### INSTRUCTIONS FOR THE TASK:
Among the lines below, copy exactly those from the one with "or trailing zeros)" through the one with "Some((m, e)) =>", counting both ends.

### DATASET:
//! JavaScript value representation.
//!
//! This module provides the core `Value` enum that represents all possible
//! JavaScript values. Primitives are stored inline; objects are shared
//! handles into the object model.

use num_bigint::BigInt;
use num_traits::Zero;
use std::fmt;
use std::rc::Rc;

use crate::{JsError, JsObject, ObjectKind};

/// A JavaScript symbol.
///
/// Symbols compare by identity: two symbols with the same description are
/// still different values.
#[derive(Clone)]
pub struct JsSymbol(Rc<Option<String>>);

impl JsSymbol {
    /// Create a new unique symbol
    pub fn new(description: Option<&str>) -> Self {
        JsSymbol(Rc::new(description.map(str::to_string)))
    }

    /// The symbol's description, if any
    pub fn description(&self) -> Option<&str> {
        self.0.as_deref()
    }
}

impl PartialEq for JsSymbol {
    fn eq(&self, other: &Self) -> bool {
        Rc::ptr_eq(&self.0, &other.0)
    }
}

impl fmt::Debug for JsSymbol {
    fn fmt(&self, f: &mut fmt::Formatter<'_>) -> fmt::Result {
        write!(f, "Symbol({})", self.description().unwrap_or(""))
    }
}

/// Represents any JavaScript value.
///
/// # Examples
///
/// ```
/// use core_types::Value;
///
/// let undefined = Value::Undefined;
/// let number = Value::Smi(42);
/// let float = Value::Double(3.14);
///
/// assert!(!undefined.is_truthy());
/// assert!(number.is_truthy());
/// assert_eq!(float.type_of(), "number");
/// ```
#[derive(Debug, Clone)]
pub enum Value {
    /// JavaScript undefined value
    Undefined,
    /// JavaScript null value
    Null,
    /// JavaScript boolean (true or false)
    Boolean(bool),
    /// Small integer
    Smi(i32),
    /// IEEE 754 double-precision floating point
    Double(f64),
    /// JavaScript string value
    String(std::string::String),
    /// JavaScript symbol
    Symbol(JsSymbol),
    /// JavaScript BigInt (arbitrary precision integer)
    BigInt(BigInt),
    /// Object reference
    Object(JsObject),
}

impl PartialEq for Value {
    fn eq(&self, other: &Self) -> bool {
        match (self, other) {
            (Value::Undefined, Value::Undefined) => true,
            (Value::Null, Value::Null) => true,
            (Value::Boolean(a), Value::Boolean(b)) => a == b,
            (Value::Smi(a), Value::Smi(b)) => a == b,
            (Value::Double(a), Value::Double(b)) => a == b,
            (Value::Smi(a), Value::Double(b)) | (Value::Double(b), Value::Smi(a)) => {
                f64::from(*a) == *b
            }
            (Value::String(a), Value::String(b)) => a == b,
            (Value::Symbol(a), Value::Symbol(b)) => a == b,
            (Value::BigInt(a), Value::BigInt(b)) => a == b,
            (Value::Object(a), Value::Object(b)) => a.ptr_eq(b),
            _ => false,
        }
    }
}

impl From<JsObject> for Value {
    fn from(object: JsObject) -> Self {
        Value::Object(object)
    }
}

impl Value {
    /// Create string value
    pub fn string(s: impl Into<std::string::String>) -> Self {
        Value::String(s.into())
    }

    /// Create number value, using the small-integer form when exact
    pub fn number(n: f64) -> Self {
        if n.fract() == 0.0 && n >= f64::from(i32::MIN) && n <= f64::from(i32::MAX) && !is_negative_zero(n)
        {
            Value::Smi(n as i32)
        } else {
            Value::Double(n)
        }
    }

    /// Check if value is undefined
    pub fn is_undefined(&self) -> bool {
        matches!(self, Value::Undefined)
    }

    /// Check if value is an object
    pub fn is_object(&self) -> bool {
        matches!(self, Value::Object(_))
    }

    /// Borrow the object handle, if this is an object
    pub fn as_object(&self) -> Option<&JsObject> {
        match self {
            Value::Object(o) => Some(o),
            _ => None,
        }
    }

    /// Borrow the string contents, if this is a string
    pub fn as_str(&self) -> Option<&str> {
        match self {
            Value::String(s) => Some(s),
            _ => None,
        }
    }

    /// ECMAScript `SameValue`: like `==` on this type, except `NaN` equals
    /// itself and `+0` differs from `-0`.
    pub fn same_value(&self, other: &Value) -> bool {
        match (self.as_f64(), other.as_f64()) {
            (Some(a), Some(b)) => {
                (a.is_nan() && b.is_nan())
                    || (a == b && is_negative_zero(a) == is_negative_zero(b))
            }
            _ => self == other,
        }
    }

    fn as_f64(&self) -> Option<f64> {
        match self {
            Value::Smi(n) => Some(f64::from(*n)),
            Value::Double(n) => Some(*n),
            _ => None,
        }
    }

    /// Returns whether this value is truthy in JavaScript semantics.
    ///
    /// ```
    /// use core_types::Value;
    ///
    /// assert!(!Value::Undefined.is_truthy());
    /// assert!(!Value::Null.is_truthy());
    /// assert!(!Value::Boolean(false).is_truthy());
    /// assert!(!Value::Smi(0).is_truthy());
    /// assert!(!Value::Double(f64::NAN).is_truthy());
    ///
    /// assert!(Value::Boolean(true).is_truthy());
    /// assert!(Value::Smi(42).is_truthy());
    /// ```
    pub fn is_truthy(&self) -> bool {
        match self {
            Value::Undefined => false,
            Value::Null => false,
            Value::Boolean(b) => *b,
            Value::Smi(n) => *n != 0,
            Value::Double(n) => !n.is_nan() && *n != 0.0,
            Value::String(s) => !s.is_empty(),
            Value::Symbol(_) => true,
            Value::BigInt(n) => !n.is_zero(), // 0n is falsy
            Value::Object(_) => true,
        }
    }

    /// Returns the JavaScript typeof result for this value.
    ///
    /// ```
    /// use core_types::Value;
    ///
    /// assert_eq!(Value::Undefined.type_of(), "undefined");
    /// assert_eq!(Value::Null.type_of(), "object");
    /// assert_eq!(Value::Boolean(true).type_of(), "boolean");
    /// assert_eq!(Value::Smi(42).type_of(), "number");
    /// ```
    pub fn type_of(&self) -> &'static str {
        match self {
            Value::Undefined => "undefined",
            Value::Null => "object", // JavaScript quirk
            Value::Boolean(_) => "boolean",
            Value::Smi(_) | Value::Double(_) => "number",
            Value::String(_) => "string",
            Value::Symbol(_) => "symbol",
            Value::BigInt(_) => "bigint",
            Value::Object(o) if o.kind() == ObjectKind::Function => "function",
            Value::Object(_) => "object",
        }
    }

    /// ECMAScript `ToString` for values that need no script execution.
    ///
    /// Symbols cannot be converted implicitly and produce a `TypeError`.
    /// Objects render as `"[object Object]"`; invoking user-defined
    /// `toString`/`valueOf` is up to the caller's coercion strategy.
    ///
    /// ```
    /// use core_types::{JsSymbol, Value};
    ///
    /// assert_eq!(Value::Double(1.5).to_js_string().unwrap(), "1.5");
    /// assert!(Value::Symbol(JsSymbol::new(None)).to_js_string().is_err());
    /// ```
    pub fn to_js_string(&self) -> Result<std::string::String, JsError> {
        match self {
            Value::Symbol(_) => Err(JsError::type_error(
                "Cannot convert a Symbol value to a string",
            )),
            Value::BigInt(n) => Ok(n.to_string()),
            other => Ok(other.to_string()),
        }
    }
}

fn is_negative_zero(n: f64) -> bool {
    n == 0.0 && n.is_sign_negative()
}

/// ECMAScript `Number::toString(10)`.
///
/// `ryu` supplies the shortest digits that round-trip; the layout follows
/// the `k`/`n` rules: plain integers up to 21 digits, plain decimals down
/// to `1e-6`, exponent form (`1e+21`, `1.5e-7`) outside that range.
fn format_number(f: &mut fmt::Formatter<'_>, n: f64) -> fmt::Result {
    if n.is_nan() {
        return write!(f, "NaN");
    }
    if n == 0.0 {
        // -0 stringifies as "0"
        return write!(f, "0");
    }
    if n < 0.0 {
        write!(f, "-")?;
    }
    if n.is_infinite() {
        return write!(f, "Infinity");
    }

    let (digits, point) = shortest_digits(n.abs());
    let k = digits.len() as i32;

    if k <= point && point <= 21 {
        write!(f, "{}{}", digits, "0".repeat((point - k) as usize))
    } else if 0 < point && point <= 21 {
        let (int, frac) = digits.split_at(point as usize);
        write!(f, "{}.{}", int, frac)
    } else if -6 < point && point <= 0 {
        write!(f, "0.{}{}", "0".repeat((-point) as usize), digits)
    } else {
        let exponent = point - 1;
        let sign = if exponent < 0 { '-' } else { '+' };
        let (first, rest) = digits.split_at(1);
        if rest.is_empty() {
            write!(f, "{}e{}{}", first, sign, exponent.abs())
        } else {
            write!(f, "{}.{}e{}{}", first, rest, sign, exponent.abs())
        }
    }
}

/// Decompose a finite positive `n` into significant digits `s` (no leading
/// or trailing zeros) and the decimal point position `p`, so that
/// the value is `0.s * 10^p`.
fn shortest_digits(n: f64) -> (String, i32) {
    let mut buffer = ryu::Buffer::new();
    let text = buffer.format_finite(n);

    let (mantissa, exponent) = match text.split_once('e') {
        Some((m, e)) => (m, e.parse::<i32>().unwrap_or(0)),
        None => (text, 0),
    };
    let (int, frac) = mantissa.split_once('.').unwrap_or((mantissa, ""));

    let mut point = int.len() as i32 + exponent;
    let all: String = int.chars().chain(frac.chars()).collect();
    let trimmed = all.trim_start_matches('0');
    point -= (all.len() - trimmed.len()) as i32;
    (trimmed.trim_end_matches('0').to_string(), point)
}

/// JavaScript string conversion for display purposes.
///
/// Symbols render as `Symbol(description)` and BigInts with the `n`
/// suffix, matching how consoles show them.
impl fmt::Display for Value {
    fn fmt(&self, f: &mut fmt::Formatter<'_>) -> fmt::Result {
        match self {
            Value::Undefined => write!(f, "undefined"),
            Value::Null => write!(f, "null"),
            Value::Boolean(b) => write!(f, "{}", if *b { "true" } else { "false" }),
            Value::Smi(n) => write!(f, "{}", n),
            Value::Double(n) => format_number(f, *n),
            Value::String(s) => write!(f, "{}", s),
            Value::Symbol(s) => write!(f, "Symbol({})", s.description().unwrap_or("")),
            Value::BigInt(n) => write!(f, "{}n", n),
            Value::Object(o) if o.kind() == ObjectKind::Function => {
                write!(f, "function () {{ [native code] }}")
            }
            Value::Object(_) => write!(f, "[object Object]"),
        }
    }
}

### OUTPUT BELOW:
/// or trailing zeros) and the decimal point position `p`, so that
/// the value is `0.s * 10^p`.
fn shortest_digits(n: f64) -> (String, i32) {
    let mut buffer = ryu::Buffer::new();
    let text = buffer.format_finite(n);

    let (mantissa, exponent) = match text.split_once('e') {
        Some((m, e)) => (m, e.parse::<i32>().unwrap_or(0)),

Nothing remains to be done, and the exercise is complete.